#![allow(non_snake_case, non_upper_case_globals)]

//! TheWitcherSave: a fixed 8232-byte header (four constant signature words and
//! a duplicated, UTF-16LE-encoded area name) followed by savegame resources
//! and a trailing resource table.
//!
//! Grounded on `thewitchersavefile.h`/`.cpp`: the `RGMH` magic, the four
//! `0xEE7C4A60`/`0x459E4568`/`0x10D3DBBD`/`0x1CBCF20B` constants, the
//! "Lightning Storm" literal, and the `[-8..]` trailing `(offset, count)`
//! pointer into a UTF-8-named resource table.

pub mod writer;

use std::io::{Seek, SeekFrom};
use std::path::{Path, PathBuf};

use byteorder::{BigEndian, LittleEndian, ReadBytesExt};

use crate::archive::{check_index, Archive, Resource};
use crate::error::CoreError;
use crate::filetype::{FileType, FileTypeManager};
use crate::io::stream::{open_file, ByteStream};
use crate::io::strings::{read_string_fixed, Encoding};
use crate::resref::ResRef;

const RGMH_ID: u32 = 0x52474D48; // 'R','G','M','H'
const HEADER_SIGNATURE: [u32; 4] = [0xEE7C4A60, 0x459E4568, 0x10D3DBBD, 0x1CBCF20B];
const LIGHTNING_STORM: &str = "Lightning Storm";
const FIXED_STRING_LENGTH: usize = 2048;

#[derive(Clone, Debug)]
struct TwsEntry
{
	offset: u32,
	length: u32,
}

pub struct TwsArchive
{
	path: PathBuf,
	areaName: String,
	resources: Vec<Resource>,
	entries: Vec<TwsEntry>,
}

impl TwsArchive
{
	pub fn open(path: impl AsRef<Path>, typeManager: &FileTypeManager) -> Result<Self, CoreError>
	{
		let path = path.as_ref().to_path_buf();
		let mut stream = open_file(&path)?;

		let magic = stream.read_u32::<BigEndian>().map_err(|e| CoreError::io(&path, e))?;
		if magic != RGMH_ID
		{
			return Err(CoreError::format_mismatch(&path, "RGMH".to_string(), format!("{magic:#010X}")));
		}

		let version = stream.read_u32::<LittleEndian>().map_err(|e| CoreError::io(&path, e))?;
		if version != 1
		{
			return Err(CoreError::format_mismatch(&path, "version 1".to_string(), version.to_string()));
		}

		let dataOffset = stream.read_u64::<LittleEndian>().map_err(|e| CoreError::io(&path, e))?;
		stream.seek(SeekFrom::Current(8)).map_err(|e| CoreError::io(&path, e))?; // reserved

		for expected in HEADER_SIGNATURE
		{
			let value = stream.read_u32::<LittleEndian>().map_err(|e| CoreError::io(&path, e))?;
			if value != expected
			{
				return Err(CoreError::format_mismatch(&path, format!("{expected:#010X}"), format!("{value:#010X}")));
			}
		}

		let lightningStorm = read_string_fixed(&mut stream, Encoding::Utf16Le, FIXED_STRING_LENGTH)?;
		if lightningStorm != LIGHTNING_STORM
		{
			return Err(CoreError::format_mismatch(&path, LIGHTNING_STORM.to_string(), lightningStorm));
		}

		let areaName1 = read_string_fixed(&mut stream, Encoding::Utf16Le, FIXED_STRING_LENGTH)?;
		let areaName2 = read_string_fixed(&mut stream, Encoding::Utf16Le, FIXED_STRING_LENGTH)?;
		if areaName1 != areaName2
		{
			return Err(CoreError::format_mismatch(&path, areaName1, areaName2));
		}

		stream.seek(SeekFrom::End(-8)).map_err(|e| CoreError::io(&path, e))?;
		let resourceTableOffset = stream.read_u32::<LittleEndian>().map_err(|e| CoreError::io(&path, e))?;
		let resourceCount = stream.read_u32::<LittleEndian>().map_err(|e| CoreError::io(&path, e))?;

		stream.seek(SeekFrom::Start(resourceTableOffset as u64)).map_err(|e| CoreError::io(&path, e))?;

		let mut resources = Vec::with_capacity(resourceCount as usize);
		let mut entries = Vec::with_capacity(resourceCount as usize);

		for index in 0..resourceCount
		{
			let nameLength = stream.read_u32::<LittleEndian>().map_err(|e| CoreError::io(&path, e))?;
			let fullName = read_string_fixed(&mut stream, Encoding::Utf8, nameLength as usize)?;

			let length = stream.read_u32::<LittleEndian>().map_err(|e| CoreError::io(&path, e))?;
			let offset = stream.read_u32::<LittleEndian>().map_err(|e| CoreError::io(&path, e))?;

			if (offset as u64) < dataOffset
			{
				return Err(CoreError::out_of_range(&path, offset as u64, dataOffset));
			}

			let r#type = typeManager.type_from_path(&fullName);
			let bareName = typeManager.set_file_type(&fullName, FileType::None);
			let normalized = bareName.to_string_lossy().replace('\\', "/");

			resources.push(Resource { name: ResRef::new(normalized), r#type, index });
			entries.push(TwsEntry { offset, length });
		}

		return Ok(Self { path, areaName: areaName1, resources, entries });
	}

	pub fn area_name(&self) -> &str
	{
		return &self.areaName;
	}
}

impl Archive for TwsArchive
{
	fn resources(&self) -> &[Resource]
	{
		return &self.resources;
	}

	fn resource_size(&self, index: u32) -> Result<u64, CoreError>
	{
		check_index(&self.path, index, self.entries.len())?;
		return Ok(self.entries[index as usize].length as u64);
	}

	fn resource(&self, index: u32, _try_no_copy: bool) -> Result<ByteStream, CoreError>
	{
		check_index(&self.path, index, self.entries.len())?;
		let entry = &self.entries[index as usize];
		return ByteStream::from_file_range(&self.path, entry.offset as u64, entry.offset as u64 + entry.length as u64);
	}
}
______
§ **Problem details**:
Read the material above and copy out each line holding "version".

§ **Exercise output**:
		let version = stream.read_u32::<LittleEndian>().map_err(|e| CoreError::io(&path, e))?;
		if version != 1
			return Err(CoreError::format_mismatch(&path, "version 1".to_string(), version.to_string()));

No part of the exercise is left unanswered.